With those values, train a classifier. SVM is a good one, readily available in OpenCV.
It is not as simple as emma's or martin suggestions, but it's more elegant and, I think, more robust.
Given the width/height ratio of your input, you may choose a different resolution, like 3x4. Choose the smallest one that retains readable digits.
Given the highly regular nature of your input, you could define a set of 7 target areas of the image to check. Each area should encompass some significant portion of one of the 7 segments of each digital of the display, but not overlap.
You can then check each area and average the color / brightness of the pixels in to to generate a probability for a given binary state. If your probability is high on all areas you can then easily figure out what the digit is.
It's not as elegant as a pure ML type algorithm, but ML is far more suited to inputs which are not regular, and in this case that does not seem to apply - so you trade elegance for accuracy.
Might sound silly but have you tried simply checking for black bars vertically and then horizontally in the top and bottom halfs - left and right of the centerline ?
If you are trying text recognition with Tesseract, try passing not one digit, but a number of duplicated digits, sometimes it could produce better results, here's the example.
However, if you're planning a business software, you may want to have a look at a commercial OCR SDK. For example, try ABBYY FineReader Engine.

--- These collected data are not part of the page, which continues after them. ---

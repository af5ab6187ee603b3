//! The two persistent stores backing the site.
//!
//! `ContentStore` owns the `SiteData` document; `SessionStore` owns the admin
//! login record. Both write through to a shared [`Storage`](crate::storage::Storage)
//! under their own fixed key on every change.

mod content;
mod session;

pub use content::*;
pub use session::*;
//! Error handling for the content and session stores.
//!
//! Mutations only fail on persistence writes or duplicate-id inserts; missing
//! ids are silent no-ops and never surface here.

/// Error codes as constants to avoid stringly-typed errors.
pub mod codes {
    pub const STORAGE_ERROR: &str = "STORAGE_ERROR";
    pub const PARSE_ERROR: &str = "PARSE_ERROR";
    pub const DUPLICATE_ID: &str = "DUPLICATE_ID";
    pub const INVALID_CREDENTIALS: &str = "INVALID_CREDENTIALS";
}

/// Store error type.
#[derive(Debug)]
pub enum StoreError {
    /// Reading or writing the backing storage failed
    Storage(String),
    /// A value could not be serialized or deserialized
    Parse(String),
    /// An item with the same id already exists in the collection
    DuplicateId { collection: &'static str, id: String },
    /// Login rejected
    InvalidCredentials,
}

impl StoreError {
    /// Get the error code for this error.
    pub fn error_code(&self) -> &'static str {
        match self {
            StoreError::Storage(_) => codes::STORAGE_ERROR,
            StoreError::Parse(_) => codes::PARSE_ERROR,
            StoreError::DuplicateId { .. } => codes::DUPLICATE_ID,
            StoreError::InvalidCredentials => codes::INVALID_CREDENTIALS,
        }
    }

    /// Get the error message.
    pub fn message(&self) -> String {
        match self {
            StoreError::Storage(msg) => msg.clone(),
            StoreError::Parse(msg) => msg.clone(),
            StoreError::DuplicateId { collection, id } => {
                format!("Duplicate id {} in {}", id, collection)
            }
            StoreError::InvalidCredentials => "Invalid username or password".to_string(),
        }
    }
}

impl std::fmt::Display for StoreError {
    fn fmt(&self, f: &mut std::fmt::Formatter<'_>) -> std::fmt::Result {
        write!(f, "{}: {}", self.error_code(), self.message())
    }
}

impl std::error::Error for StoreError {}

impl From<serde_json::Error> for StoreError {
    fn from(err: serde_json::Error) -> Self {
        tracing::error!("JSON error: {:?}", err);
        StoreError::Parse(format!("JSON error: {}", err))
    }
}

It's not affordable for free to use applications, but when it comes to business, it can a good value to your product. As far as i know, ABBYY provides the best OCR quality, for example check out http://www.splitbrain.org/blog/2010-06/15-linux_ocr_software_comparison
You want your scorecard image inputs S feeding an algorithm that maps them to {0,1,2,3,4,5,6,7,8,9}.
Let V denote the set of n-tuples of integers.
Construct an algorithm α that maps each image S to a n-tuple
(k1,k2,...,kn)
that can differentiate between two different scoreboard digits.
If you can specify the range of α then you only have to collect the vectors in V that correspond to a digit in order to solve the problem.
I've applied this idea using Martin Beckett's idea and it works. My initial attempt was a simple injection into a 2-tuple by vertical left-to-right summing, with the first integer a image column offset and the second integer was the length of a 'nice' vertical line.
This did not work - images for 6 and 8 would map to the same vectors. So I needed another mini-info-capture for my digit input types (they are not scoreboard) and a 3-tuple info vector does the trick.